A l'égard des dogmes, elle me dit qu'ils doivent être clairs, lumineux, frappans par leur évidence. Si la religion naturelle est insuffisante, c'est par l'obscurité qu'elle laisse dans les grandes vérités qu'elle nous enseigne : c'est à la révélation de nous ensei

gner ces vérités d'une manière sensible à l'esprit de l'homme, de les mettre à sa portée, de les lui faire concevoir, afin qu'il les croie. La foi s'assure et s'affermit par l'entendement; la meilleure de toutes les religions est infailliblement la plus claire : celui qui charge de mystères, de contradictions, le culte qu'il me prêche, m'apprend par cela même à m'en défier. Le Dieu que j'adore n'est point un Dieu de ténèbres, il ne m'a point doué d'un entendement pour m'en interdire l'usage me dire de soumettre ma raison, c'est outrager son auteur. Le ministre de la vérité ne tyrannise point ma raison, il l'éclaire.

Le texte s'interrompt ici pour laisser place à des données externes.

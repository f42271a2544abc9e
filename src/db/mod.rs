pub mod queries;

use rusqlite::Connection;
use std::path::Path;
use thiserror::Error;

#[derive(Error, Debug)]
pub enum DbError {
    #[error("SQLite error: {0}")]
    Sqlite(#[from] rusqlite::Error),
    #[error("Bad artists column: {0}")]
    Artists(#[from] serde_json::Error),
}

pub type Result<T> = std::result::Result<T, DbError>;

pub struct Database {
    pub conn: Connection,
}

impl Database {
    pub fn open(path: &Path) -> Result<Self> {
        if let Some(parent) = path.parent() {
            std::fs::create_dir_all(parent).ok();
        }
        let conn = Connection::open(path)?;
        let db = Self { conn };
        db.init()?;
        Ok(db)
    }

    pub fn open_in_memory() -> Result<Self> {
        let conn = Connection::open_in_memory()?;
        let db = Self { conn };
        db.init()?;
        Ok(db)
    }

    fn init(&self) -> Result<()> {
        self.conn.pragma_update(None, "journal_mode", "WAL")?;
        self.conn.pragma_update(None, "synchronous", "NORMAL")?;
        self.migrate()?;
        Ok(())
    }

    fn migrate(&self) -> Result<()> {
        let version: i32 = self
            .conn
            .pragma_query_value(None, "user_version", |row| row.get(0))
            .unwrap_or(0);

        if version < 1 {
            self.migrate_v1()?;
        }

        self.conn.pragma_update(None, "user_version", 1)?;
        Ok(())
    }

    /// V1: catalog table, one row per song in dataset order
    fn migrate_v1(&self) -> Result<()> {
        self.conn.execute_batch(
            "
            CREATE TABLE IF NOT EXISTS catalog (
                position        INTEGER PRIMARY KEY,
                track_id        TEXT NOT NULL UNIQUE,
                name            TEXT NOT NULL,
                -- JSON array, primary artist first
                artists         TEXT NOT NULL,

                danceability     REAL NOT NULL,
                energy           REAL NOT NULL,
                key              REAL NOT NULL,
                loudness         REAL NOT NULL,
                mode             REAL NOT NULL,
                speechiness      REAL NOT NULL,
                acousticness     REAL NOT NULL,
                instrumentalness REAL NOT NULL,
                liveness         REAL NOT NULL,
                valence          REAL NOT NULL,
                tempo            REAL NOT NULL,
                duration_ms      REAL NOT NULL,

                imported_at     TEXT NOT NULL DEFAULT (datetime('now'))
            );

            CREATE INDEX IF NOT EXISTS idx_catalog_name ON catalog(name);
            ",
        )?;
        Ok(())
    }
}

Nous avons mis à part toute autorité humaine; et, sans elle, je ne saurois voir comment un homme en peut convaincre un autre en lui prêchant une doctrine déraisonnable. Mettons un moment ces deux hommes aux prises, et cherchons ce qu'ils pourront se dire dans cette âpreté de langage ordinaire aux deux partis.

L'INSPIRÉ.

La raison vous apprend que le tout est plus grand que sa partie; mais moi je vous apprends, de la part de Dieu, que c'est la partie qui est plus grande que le tout.

LE RAISONNEUR.

Et qui êtes-vous pour m'oser dire que Dieu se contredit? et à qui croirai-je par préférence, de lui qui m'apprend par la raison les vérités éternelles, ou de vous qui m'annoncez de sa part une absurdité?